Loyalist troops in Burundi have arrested at least three people over their role in a failed coup. Authorities say Major General Godefroid Niyombare, who led the attempted putsch, is still "on the run."
Authorities in Burundi say they have detained at least three senior figures behind a bid to overthrow President Pierre Nkurunziza.
Presidential spokesman Gervais Abayeho told Reuters on Friday that a policeman and two army generals, including former Defense Minister Cyrille Ndayirukiye, had been taken into custody. He added, however, that the coup's leader Major General Godefroid Niyombare was "still on the run, his whereabouts are not known to us."
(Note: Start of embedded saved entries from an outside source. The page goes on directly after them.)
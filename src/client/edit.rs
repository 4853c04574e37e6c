//! Client editing page and endpoint.

use std::sync::{Arc, Mutex};

use axum::{
    Form,
    extract::{FromRef, Path, State},
    http::StatusCode,
    response::{IntoResponse, Response},
};
use axum_htmx::HxRedirect;
use maud::html;
use rusqlite::Connection;

use crate::{
    AppState, Error,
    client::{
        ClientBuilder, ClientId,
        domain::ClientFormData,
        form::{FormTarget, client_form_view},
        get_client, update_client,
    },
    endpoints,
    html::{FORM_CONTAINER_STYLE, base},
    navigation::NavBar,
};

/// The state needed for the edit client page and endpoint.
#[derive(Debug, Clone)]
pub struct EditClientState {
    pub db_connection: Arc<Mutex<Connection>>,
}

impl FromRef<AppState> for EditClientState {
    fn from_ref(state: &AppState) -> Self {
        Self {
            db_connection: state.db_connection.clone(),
        }
    }
}

/// Render the client editing page.
pub async fn get_edit_client_page(
    Path(client_id): Path<ClientId>,
    State(state): State<EditClientState>,
) -> Result<Response, Error> {
    let client = {
        let connection = state
            .db_connection
            .lock()
            .inspect_err(|error| tracing::error!("could not acquire database lock: {error}"))
            .map_err(|_| Error::DatabaseLockError)?;

        get_client(client_id, &connection)?
    };

    let update_endpoint = endpoints::format_endpoint(endpoints::CLIENT, client_id);
    let nav_bar = NavBar::new(endpoints::CLIENTS_VIEW).into_html();
    let form = client_form_view(
        FormTarget::Update {
            endpoint: &update_endpoint,
        },
        &ClientFormData::from(client),
        "",
    );
    let content = html! {
        (nav_bar)
        div class=(FORM_CONTAINER_STYLE)
        {
            h1 class="mb-4 text-xl font-bold text-gray-900 dark:text-white" { "Modifier le client" }
            (form)
        }
    };

    Ok(base("Modifier le client", &[], &content).into_response())
}

/// Handle client update form submission.
pub async fn update_client_endpoint(
    Path(client_id): Path<ClientId>,
    State(state): State<EditClientState>,
    Form(form_data): Form<ClientFormData>,
) -> Response {
    let connection = match state.db_connection.lock() {
        Ok(connection) => connection,
        Err(error) => {
            tracing::error!("could not acquire database lock: {error}");
            return Error::DatabaseLockError.into_alert_response();
        }
    };

    match update_client(client_id, ClientBuilder::from(&form_data), &connection) {
        Ok(_) => (
            HxRedirect(endpoints::CLIENTS_VIEW.to_owned()),
            StatusCode::SEE_OTHER,
        )
            .into_response(),
        Err(error @ Error::EmptyClientName) => {
            let update_endpoint = endpoints::format_endpoint(endpoints::CLIENT, client_id);

            client_form_view(
                FormTarget::Update {
                    endpoint: &update_endpoint,
                },
                &form_data,
                &error.to_string(),
            )
            .into_response()
        }
        Err(error @ Error::UpdateMissingClient) => error.into_alert_response(),
        Err(error) => {
            tracing::error!(
                "An unexpected error occurred while updating client {client_id}: {error}"
            );
            error.into_alert_response()
        }
    }
}

#[cfg(test)]
mod tests {
    use std::sync::{Arc, Mutex};

    use axum::{
        Form,
        extract::{Path, State},
        http::StatusCode,
        response::IntoResponse,
    };
    use rusqlite::Connection;
    use scraper::Selector;

    use crate::{
        client::{
            ClientKind, create::CreateClientState, create::create_client_endpoint,
            domain::ClientFormData, get_client,
        },
        db::initialize,
        endpoints,
        test_utils::{
            assert_hx_endpoint, assert_hx_redirect, assert_valid_html, must_get_form,
            parse_html_document,
        },
    };

    use super::{EditClientState, get_edit_client_page, update_client_endpoint};

    fn get_connection() -> Arc<Mutex<Connection>> {
        let connection = Connection::open_in_memory().unwrap();
        initialize(&connection).unwrap();
        Arc::new(Mutex::new(connection))
    }

    #[tokio::test]
    async fn company_edit_form_shows_rc_and_ice() {
        let db_connection = get_connection();
        let form = ClientFormData {
            kind: ClientKind::Company,
            name: "Marrakech Textiles".to_owned(),
            id_number: Some("RC 98765".to_owned()),
            tax_number: Some("002345678000012".to_owned()),
            ..Default::default()
        };
        create_client_endpoint(
            State(CreateClientState {
                db_connection: db_connection.clone(),
            }),
            Form(form),
        )
        .await;

        let response = get_edit_client_page(Path(1), State(EditClientState { db_connection }))
            .await
            .unwrap();

        let html = parse_html_document(response).await;
        assert_valid_html(&html);
        let form = must_get_form(&html);
        assert_hx_endpoint(
            &form,
            &endpoints::format_endpoint(endpoints::CLIENT, 1),
            "hx-put",
        );
        let labels = form
            .select(&Selector::parse("#identity-fields label").unwrap())
            .map(|label| label.text().collect::<String>())
            .collect::<Vec<_>>();
        assert_eq!(labels, ["RC", "ICE"]);
        let selected_kind = form
            .select(&Selector::parse("select[name='kind'] option[selected]").unwrap())
            .next()
            .and_then(|option| option.value().attr("value"));
        assert_eq!(selected_kind, Some("entreprise"));
        let id_number = form
            .select(&Selector::parse("input[name='id_number']").unwrap())
            .next()
            .and_then(|input| input.value().attr("value"));
        assert_eq!(id_number, Some("RC 98765"));
    }

    #[tokio::test]
    async fn edit_page_for_missing_client_returns_not_found() {
        let response = get_edit_client_page(
            Path(7),
            State(EditClientState {
                db_connection: get_connection(),
            }),
        )
        .await
        .into_response();

        assert_eq!(response.status(), StatusCode::NOT_FOUND);
    }

    #[tokio::test]
    async fn update_client_succeeds() {
        let db_connection = get_connection();
        create_client_endpoint(
            State(CreateClientState {
                db_connection: db_connection.clone(),
            }),
            Form(ClientFormData {
                name: "Rachid".to_owned(),
                ..Default::default()
            }),
        )
        .await;
        let form = ClientFormData {
            name: "Rachid Alaoui".to_owned(),
            phone: Some("0661000000".to_owned()),
            ..Default::default()
        };

        let response = update_client_endpoint(
            Path(1),
            State(EditClientState {
                db_connection: db_connection.clone(),
            }),
            Form(form),
        )
        .await;

        assert_eq!(response.status(), StatusCode::SEE_OTHER);
        assert_hx_redirect(&response, endpoints::CLIENTS_VIEW);
        let client = get_client(1, &db_connection.lock().unwrap()).unwrap();
        assert_eq!(client.name.as_ref(), "Rachid Alaoui");
        assert_eq!(client.phone.as_deref(), Some("0661000000"));
    }
}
Niyombare, a former intelligence chief, told news agency AFP via telephone that troops loyal to the president were approaching him, although it's not clear what happened to him after that.
"We have decided to surrender," Niyombare said. "I hope they won't kill us."
Admission of failure
General Ndayirukiye, who is second in command to coup leader Niyombare, conceded earlier on Friday that the coup had failed.
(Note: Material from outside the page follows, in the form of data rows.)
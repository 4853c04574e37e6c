//! Excel export of the filtered cheque listing.

use std::sync::{Arc, Mutex};

use axum::{
    extract::{FromRef, Query, State},
    http::header,
    response::{IntoResponse, Response},
};
use rust_xlsxwriter::Workbook;
use rusqlite::Connection;
use time::{OffsetDateTime, macros::format_description};

use crate::{
    AppState, Error,
    cheque::{ChequeFilter, ChequeListing, ChequeQuery, query_cheques},
    timezone::local_now,
    workbook::{layout::WorkbookRow, store::write_sheet},
};

const XLSX_CONTENT_TYPE: &str = "application/vnd.openxmlformats-officedocument.spreadsheetml.sheet";

/// The state needed for exporting cheques.
#[derive(Debug, Clone)]
pub struct ExportState {
    pub db_connection: Arc<Mutex<Connection>>,
    pub local_timezone: String,
}

impl FromRef<AppState> for ExportState {
    fn from_ref(state: &AppState) -> Self {
        Self {
            db_connection: state.db_connection.clone(),
            local_timezone: state.local_timezone.clone(),
        }
    }
}

/// Download the cheques matching the listing filters as a single-sheet workbook.
pub async fn export_cheques_endpoint(
    State(state): State<ExportState>,
    Query(query): Query<ChequeQuery>,
) -> Result<Response, Error> {
    let cheques = {
        let connection = state
            .db_connection
            .lock()
            .inspect_err(|error| tracing::error!("could not acquire database lock: {error}"))
            .map_err(|_| Error::DatabaseLockError)?;

        query_cheques(&ChequeFilter::from(&query), &connection)?
    };

    let now = local_now(&state.local_timezone)
        .ok_or_else(|| Error::InvalidTimezoneError(state.local_timezone.clone()))?;
    let file_name = export_file_name(now);
    let bytes = export_workbook(&cheques)?;

    tracing::info!("exported {} cheques to {file_name}", cheques.len());

    Ok((
        [
            (header::CONTENT_TYPE, XLSX_CONTENT_TYPE.to_owned()),
            (
                header::CONTENT_DISPOSITION,
                format!("attachment; filename=\"{file_name}\""),
            ),
        ],
        bytes,
    )
        .into_response())
}

/// Render `cheques` to an in-memory workbook with a single "Export Chèques" sheet.
pub fn export_workbook(cheques: &[ChequeListing]) -> Result<Vec<u8>, Error> {
    let rows = cheques.iter().map(WorkbookRow::from_listing).collect::<Vec<_>>();
    let write_error = |error: rust_xlsxwriter::XlsxError| Error::WorkbookWrite(error.to_string());

    let mut workbook = Workbook::new();
    let worksheet = workbook.add_worksheet();
    worksheet.set_name("Export Chèques").map_err(write_error)?;
    write_sheet(worksheet, &rows).map_err(write_error)?;

    workbook.save_to_buffer().map_err(write_error)
}

fn export_file_name(now: OffsetDateTime) -> String {
    let timestamp = now
        .format(format_description!(
            "[year][month][day]_[hour][minute][second]"
        ))
        .unwrap_or_else(|_| now.unix_timestamp().to_string());

    format!("export_cheques_{timestamp}.xlsx")
}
"We were faced with an overpowering military determination to support the system in power," he said.
The admission came after the presidency announced that Nkurunziza - who had been attending a summit in neighboring Tanzania when the coup was declared - had returned to the country.
One of the deciding blows was the mutineers' failure to take control of the RTNB national television and radio complex in the capital. The control of the broadcaster was seen as vital to control the flow of information.
Niyombare launched the coup attempt on Wednesday, following weeks of violent street protests against President Nkurunziza's plans to seek a third term in office.
The attempted overthrow drew international criticism. The United Nations Security Council called emergency talks on the crisis, urging an end to the violence and "the holding of credible elections." UN Secretary-General Ban Ki-moon condemned "attempts to oust elected governments by military force."
The coup attempt had raised fears of a return to civil war in the impoverished central African country, where hundreds of thousands were killed in a 13-year armed conflict that ended in 2006.